* TASK REQUIREMENTS:
Please transcribe each of the records exactly as given.

Segment Start: RECORD EXTRACTS

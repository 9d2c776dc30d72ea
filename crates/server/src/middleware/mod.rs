//! HTTP middleware stack.
//!
//! # Middleware Order (bottom to top in Router)
//!
//! 1. Sentry layers (hub per request, capture errors)
//! 2. `TraceLayer` (request tracing)
//! 3. Request ID (add unique ID to each request)
//! 4. Bearer auth (on `/mcp` only)

pub mod auth;
pub mod request_id;

pub use auth::require_bearer;
pub use request_id::{REQUEST_ID_HEADER, RequestId, request_id_middleware};
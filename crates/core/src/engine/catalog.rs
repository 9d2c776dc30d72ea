//! Fixed tables the mock engine draws from.

/// A product the mock store sells.
#[derive(Debug, Clone, Copy)]
pub struct Product {
    pub sku: &'static str,
    pub name: &'static str,
    pub price_cents: i64,
}

pub const PRODUCTS: &[Product] = &[
    Product {
        sku: "TEE-CLS-BLK-M",
        name: "Classic Cotton T-Shirt (Black, M)",
        price_cents: 2499,
    },
    Product {
        sku: "HOOD-ZIP-GRY-L",
        name: "Zip Hoodie (Heather Grey, L)",
        price_cents: 5900,
    },
    Product {
        sku: "JEAN-SLM-IND-32",
        name: "Slim Fit Jeans (Indigo, 32)",
        price_cents: 6850,
    },
    Product {
        sku: "SNK-RUN-WHT-10",
        name: "Everyday Running Sneakers (White, 10)",
        price_cents: 8900,
    },
    Product {
        sku: "BAG-CNV-TOTE",
        name: "Canvas Tote Bag",
        price_cents: 1899,
    },
    Product {
        sku: "MUG-CER-12OZ",
        name: "Ceramic Mug 12oz",
        price_cents: 1450,
    },
    Product {
        sku: "EAR-WLS-BLK",
        name: "Wireless Earbuds (Black)",
        price_cents: 7999,
    },
    Product {
        sku: "CHG-USBC-65W",
        name: "65W USB-C Charger",
        price_cents: 3499,
    },
    Product {
        sku: "LMP-DSK-LED",
        name: "LED Desk Lamp",
        price_cents: 4299,
    },
    Product {
        sku: "SCF-WOL-NVY",
        name: "Merino Wool Scarf (Navy)",
        price_cents: 3900,
    },
    Product {
        sku: "BTL-STL-750",
        name: "Insulated Steel Bottle 750ml",
        price_cents: 2799,
    },
    Product {
        sku: "SOK-CRW-3PK",
        name: "Crew Socks 3-Pack",
        price_cents: 1500,
    },
];

/// A parcel carrier and how its tracking numbers look.
#[derive(Debug, Clone, Copy)]
pub struct Carrier {
    pub name: &'static str,
    pub number_prefix: &'static str,
    pub number_digits: usize,
    pub tracking_url: &'static str,
}

pub const CARRIERS: &[Carrier] = &[
    Carrier {
        name: "UPS",
        number_prefix: "1Z",
        number_digits: 16,
        tracking_url: "https://www.ups.com/track?tracknum=",
    },
    Carrier {
        name: "FedEx",
        number_prefix: "",
        number_digits: 12,
        tracking_url: "https://www.fedex.com/fedextrack/?trknbr=",
    },
    Carrier {
        name: "USPS",
        number_prefix: "9400",
        number_digits: 18,
        tracking_url: "https://tools.usps.com/go/TrackConfirmAction?tLabels=",
    },
    Carrier {
        name: "DHL",
        number_prefix: "",
        number_digits: 10,
        tracking_url: "https://www.dhl.com/us-en/home/tracking.html?tracking-id=",
    },
];

/// Destination cities: (city, region, postcode).
pub const CITIES: &[(&str, &str, &str)] = &[
    ("Portland", "OR", "97205"),
    ("Austin", "TX", "78701"),
    ("Chicago", "IL", "60601"),
    ("Denver", "CO", "80202"),
    ("Columbus", "OH", "43215"),
    ("Atlanta", "GA", "30303"),
    ("Seattle", "WA", "98101"),
    ("Nashville", "TN", "37203"),
    ("Phoenix", "AZ", "85004"),
    ("Boston", "MA", "02108"),
];

pub const STREETS: &[&str] = &[
    "Maple Ave",
    "Oak Street",
    "Cedar Lane",
    "Harbor Blvd",
    "Pine Road",
    "Elm Court",
    "Lakeview Drive",
    "Mill Street",
];

/// Carrier sort hubs parcels pass through.
pub const HUBS: &[&str] = &[
    "Louisville, KY",
    "Memphis, TN",
    "Indianapolis, IN",
    "Ontario, CA",
    "Dallas, TX",
    "Newark, NJ",
    "Salt Lake City, UT",
];

/// Where every order ships from.
pub const WAREHOUSE: &str = "Reno, NV";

Segment End: RECORD EXTRACTS

* ANSWER FOR THE TASK:
repository 9d2c776dc30d72ea
filename crates/server/src/middleware/mod.rs
//! HTTP middleware stack.
//!
//! # Middleware Order (bottom to top in Router)
//!
//! 1. Sentry layers (hub per request, capture errors)
//! 2. `TraceLayer` (request tracing)
//! 3. Request ID (add unique ID to each request)
//! 4. Bearer auth (on `/mcp` only)

pub mod auth;
pub mod request_id;

pub use auth::require_bearer;
pub use request_id::{REQUEST_ID_HEADER, RequestId, request_id_middleware};
filename crates/core/src/engine/catalog.rs
repository 9d2c776dc30d72ea
//! Fixed tables the mock engine draws from.

/// A product the mock store sells.
#[derive(Debug, Clone, Copy)]
pub struct Product {
    pub sku: &'static str,
    pub name: &'static str,
    pub price_cents: i64,
}

pub const PRODUCTS: &[Product] = &[
    Product {
        sku: "TEE-CLS-BLK-M",
        name: "Classic Cotton T-Shirt (Black, M)",
        price_cents: 2499,
    },
    Product {
        sku: "HOOD-ZIP-GRY-L",
        name: "Zip Hoodie (Heather Grey, L)",
        price_cents: 5900,
    },
    Product {
        sku: "JEAN-SLM-IND-32",
        name: "Slim Fit Jeans (Indigo, 32)",
        price_cents: 6850,
    },
    Product {
        sku: "SNK-RUN-WHT-10",
        name: "Everyday Running Sneakers (White, 10)",
        price_cents: 8900,
    },
    Product {
        sku: "BAG-CNV-TOTE",
        name: "Canvas Tote Bag",
        price_cents: 1899,
    },
    Product {
        sku: "MUG-CER-12OZ",
        name: "Ceramic Mug 12oz",
        price_cents: 1450,
    },
    Product {
        sku: "EAR-WLS-BLK",
        name: "Wireless Earbuds (Black)",
        price_cents: 7999,
    },
    Product {
        sku: "CHG-USBC-65W",
        name: "65W USB-C Charger",
        price_cents: 3499,
    },
    Product {
        sku: "LMP-DSK-LED",
        name: "LED Desk Lamp",
        price_cents: 4299,
    },
    Product {
        sku: "SCF-WOL-NVY",
        name: "Merino Wool Scarf (Navy)",
        price_cents: 3900,
    },
    Product {
        sku: "BTL-STL-750",
        name: "Insulated Steel Bottle 750ml",
        price_cents: 2799,
    },
    Product {
        sku: "SOK-CRW-3PK",
        name: "Crew Socks 3-Pack",
        price_cents: 1500,
    },
];

/// A parcel carrier and how its tracking numbers look.
#[derive(Debug, Clone, Copy)]
pub struct Carrier {
    pub name: &'static str,
    pub number_prefix: &'static str,
    pub number_digits: usize,
    pub tracking_url: &'static str,
}

pub const CARRIERS: &[Carrier] = &[
    Carrier {
        name: "UPS",
        number_prefix: "1Z",
        number_digits: 16,
        tracking_url: "https://www.ups.com/track?tracknum=",
    },
    Carrier {
        name: "FedEx",
        number_prefix: "",
        number_digits: 12,
        tracking_url: "https://www.fedex.com/fedextrack/?trknbr=",
    },
    Carrier {
        name: "USPS",
        number_prefix: "9400",
        number_digits: 18,
        tracking_url: "https://tools.usps.com/go/TrackConfirmAction?tLabels=",
    },
    Carrier {
        name: "DHL",
        number_prefix: "",
        number_digits: 10,
        tracking_url: "https://www.dhl.com/us-en/home/tracking.html?tracking-id=",
    },
];

/// Destination cities: (city, region, postcode).
pub const CITIES: &[(&str, &str, &str)] = &[
    ("Portland", "OR", "97205"),
    ("Austin", "TX", "78701"),
    ("Chicago", "IL", "60601"),
    ("Denver", "CO", "80202"),
    ("Columbus", "OH", "43215"),
    ("Atlanta", "GA", "30303"),
    ("Seattle", "WA", "98101"),
    ("Nashville", "TN", "37203"),
    ("Phoenix", "AZ", "85004"),
    ("Boston", "MA", "02108"),
];

pub const STREETS: &[&str] = &[
    "Maple Ave",
    "Oak Street",
    "Cedar Lane",
    "Harbor Blvd",
    "Pine Road",
    "Elm Court",
    "Lakeview Drive",
    "Mill Street",
];

/// Carrier sort hubs parcels pass through.
pub const HUBS: &[&str] = &[
    "Louisville, KY",
    "Memphis, TN",
    "Indianapolis, IN",
    "Ontario, CA",
    "Dallas, TX",
    "Newark, NJ",
    "Salt Lake City, UT",
];

/// Where every order ships from.
pub const WAREHOUSE: &str = "Reno, NV";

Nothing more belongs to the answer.